> [YOUR GOAL]:
Report the lines of the data below that contain the string "order".

Saved data entries
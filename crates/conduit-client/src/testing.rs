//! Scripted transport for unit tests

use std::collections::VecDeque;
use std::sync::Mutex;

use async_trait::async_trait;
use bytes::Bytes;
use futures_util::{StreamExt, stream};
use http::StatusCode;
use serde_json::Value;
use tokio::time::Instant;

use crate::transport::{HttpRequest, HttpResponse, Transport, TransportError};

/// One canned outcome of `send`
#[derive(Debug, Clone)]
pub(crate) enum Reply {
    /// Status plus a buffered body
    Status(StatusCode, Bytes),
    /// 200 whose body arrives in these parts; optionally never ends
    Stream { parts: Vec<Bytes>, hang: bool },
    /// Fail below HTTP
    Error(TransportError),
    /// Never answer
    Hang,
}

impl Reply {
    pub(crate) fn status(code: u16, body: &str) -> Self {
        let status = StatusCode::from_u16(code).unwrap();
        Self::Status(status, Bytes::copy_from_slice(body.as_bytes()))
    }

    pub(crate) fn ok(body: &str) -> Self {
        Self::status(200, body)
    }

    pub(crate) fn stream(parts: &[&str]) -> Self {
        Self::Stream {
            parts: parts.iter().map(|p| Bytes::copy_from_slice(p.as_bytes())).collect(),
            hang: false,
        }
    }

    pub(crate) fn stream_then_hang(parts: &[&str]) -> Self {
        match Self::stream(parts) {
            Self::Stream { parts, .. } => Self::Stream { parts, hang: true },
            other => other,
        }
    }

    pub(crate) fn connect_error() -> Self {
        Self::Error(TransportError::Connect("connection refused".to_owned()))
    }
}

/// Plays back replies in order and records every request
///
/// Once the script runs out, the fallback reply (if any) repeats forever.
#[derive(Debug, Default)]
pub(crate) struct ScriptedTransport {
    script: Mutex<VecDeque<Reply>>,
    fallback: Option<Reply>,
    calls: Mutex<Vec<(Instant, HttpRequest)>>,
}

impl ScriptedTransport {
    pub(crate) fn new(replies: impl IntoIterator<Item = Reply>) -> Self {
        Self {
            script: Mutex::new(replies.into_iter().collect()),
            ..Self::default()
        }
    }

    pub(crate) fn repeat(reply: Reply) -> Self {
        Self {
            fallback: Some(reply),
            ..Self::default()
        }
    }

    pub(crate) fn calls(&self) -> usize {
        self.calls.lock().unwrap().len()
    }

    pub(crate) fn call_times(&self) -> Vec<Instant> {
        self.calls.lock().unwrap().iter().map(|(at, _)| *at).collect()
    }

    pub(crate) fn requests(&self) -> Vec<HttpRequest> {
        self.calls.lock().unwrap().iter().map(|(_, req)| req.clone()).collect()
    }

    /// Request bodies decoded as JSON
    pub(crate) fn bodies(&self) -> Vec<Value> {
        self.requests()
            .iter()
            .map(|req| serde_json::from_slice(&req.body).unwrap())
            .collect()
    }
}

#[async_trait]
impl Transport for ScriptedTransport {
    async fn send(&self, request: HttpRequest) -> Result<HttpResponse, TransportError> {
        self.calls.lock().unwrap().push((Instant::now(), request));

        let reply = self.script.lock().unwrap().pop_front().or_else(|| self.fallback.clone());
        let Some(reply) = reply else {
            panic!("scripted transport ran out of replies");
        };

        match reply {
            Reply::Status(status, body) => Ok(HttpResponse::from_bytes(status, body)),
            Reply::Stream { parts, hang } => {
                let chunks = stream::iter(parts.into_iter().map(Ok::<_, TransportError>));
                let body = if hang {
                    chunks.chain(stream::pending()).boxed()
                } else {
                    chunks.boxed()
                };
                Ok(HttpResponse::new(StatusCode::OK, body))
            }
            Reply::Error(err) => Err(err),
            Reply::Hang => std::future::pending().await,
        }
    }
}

--

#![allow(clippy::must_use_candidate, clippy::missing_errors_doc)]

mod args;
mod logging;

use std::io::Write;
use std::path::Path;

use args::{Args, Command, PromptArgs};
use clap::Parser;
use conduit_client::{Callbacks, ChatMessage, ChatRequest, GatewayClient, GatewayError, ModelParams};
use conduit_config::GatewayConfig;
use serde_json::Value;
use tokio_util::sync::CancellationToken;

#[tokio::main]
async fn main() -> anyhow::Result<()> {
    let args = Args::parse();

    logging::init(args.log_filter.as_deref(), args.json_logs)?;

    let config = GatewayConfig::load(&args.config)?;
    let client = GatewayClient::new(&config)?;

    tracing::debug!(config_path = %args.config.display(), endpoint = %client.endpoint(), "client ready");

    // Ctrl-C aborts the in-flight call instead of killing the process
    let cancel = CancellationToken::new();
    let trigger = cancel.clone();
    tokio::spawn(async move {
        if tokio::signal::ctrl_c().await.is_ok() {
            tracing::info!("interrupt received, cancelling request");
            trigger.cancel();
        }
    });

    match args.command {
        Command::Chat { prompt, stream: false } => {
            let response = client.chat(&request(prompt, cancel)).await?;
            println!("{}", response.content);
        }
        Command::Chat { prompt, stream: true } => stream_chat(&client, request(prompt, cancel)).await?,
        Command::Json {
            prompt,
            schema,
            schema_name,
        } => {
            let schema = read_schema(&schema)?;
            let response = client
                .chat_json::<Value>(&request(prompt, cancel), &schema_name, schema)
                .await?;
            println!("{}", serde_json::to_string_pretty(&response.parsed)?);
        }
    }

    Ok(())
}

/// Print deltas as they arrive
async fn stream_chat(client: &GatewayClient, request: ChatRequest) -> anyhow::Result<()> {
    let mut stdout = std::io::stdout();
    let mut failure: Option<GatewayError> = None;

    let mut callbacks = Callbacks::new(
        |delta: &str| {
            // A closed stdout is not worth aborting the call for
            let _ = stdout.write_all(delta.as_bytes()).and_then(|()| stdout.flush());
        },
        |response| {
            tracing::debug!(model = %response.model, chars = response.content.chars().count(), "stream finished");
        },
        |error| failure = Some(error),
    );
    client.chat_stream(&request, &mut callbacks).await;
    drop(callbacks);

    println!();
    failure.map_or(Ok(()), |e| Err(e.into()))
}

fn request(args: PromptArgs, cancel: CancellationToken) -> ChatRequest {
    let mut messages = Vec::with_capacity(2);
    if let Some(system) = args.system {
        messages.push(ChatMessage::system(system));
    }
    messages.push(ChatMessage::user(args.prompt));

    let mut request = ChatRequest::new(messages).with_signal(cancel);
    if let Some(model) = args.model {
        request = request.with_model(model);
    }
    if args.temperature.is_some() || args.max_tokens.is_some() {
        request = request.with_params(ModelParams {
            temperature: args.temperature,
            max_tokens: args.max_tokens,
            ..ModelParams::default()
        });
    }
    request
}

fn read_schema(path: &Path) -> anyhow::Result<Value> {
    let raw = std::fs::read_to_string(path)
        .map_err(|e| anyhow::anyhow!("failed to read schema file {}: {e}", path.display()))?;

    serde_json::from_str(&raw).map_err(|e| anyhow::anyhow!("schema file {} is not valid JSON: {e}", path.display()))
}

==

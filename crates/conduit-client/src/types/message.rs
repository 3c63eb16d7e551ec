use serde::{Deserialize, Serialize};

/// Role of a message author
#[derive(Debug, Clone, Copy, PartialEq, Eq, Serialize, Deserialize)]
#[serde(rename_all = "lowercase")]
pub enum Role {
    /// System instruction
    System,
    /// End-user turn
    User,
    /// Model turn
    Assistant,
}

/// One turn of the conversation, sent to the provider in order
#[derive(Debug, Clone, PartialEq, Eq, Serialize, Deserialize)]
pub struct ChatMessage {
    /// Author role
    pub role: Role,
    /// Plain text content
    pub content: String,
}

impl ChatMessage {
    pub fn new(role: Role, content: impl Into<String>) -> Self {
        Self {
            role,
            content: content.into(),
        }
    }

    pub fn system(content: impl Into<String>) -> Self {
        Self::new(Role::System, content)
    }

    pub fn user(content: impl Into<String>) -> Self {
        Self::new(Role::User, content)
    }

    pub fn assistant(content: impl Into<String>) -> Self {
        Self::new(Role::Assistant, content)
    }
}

> [RESPONSE AREA]:
/// Plays back replies in order and records every request
/// One turn of the conversation, sent to the provider in order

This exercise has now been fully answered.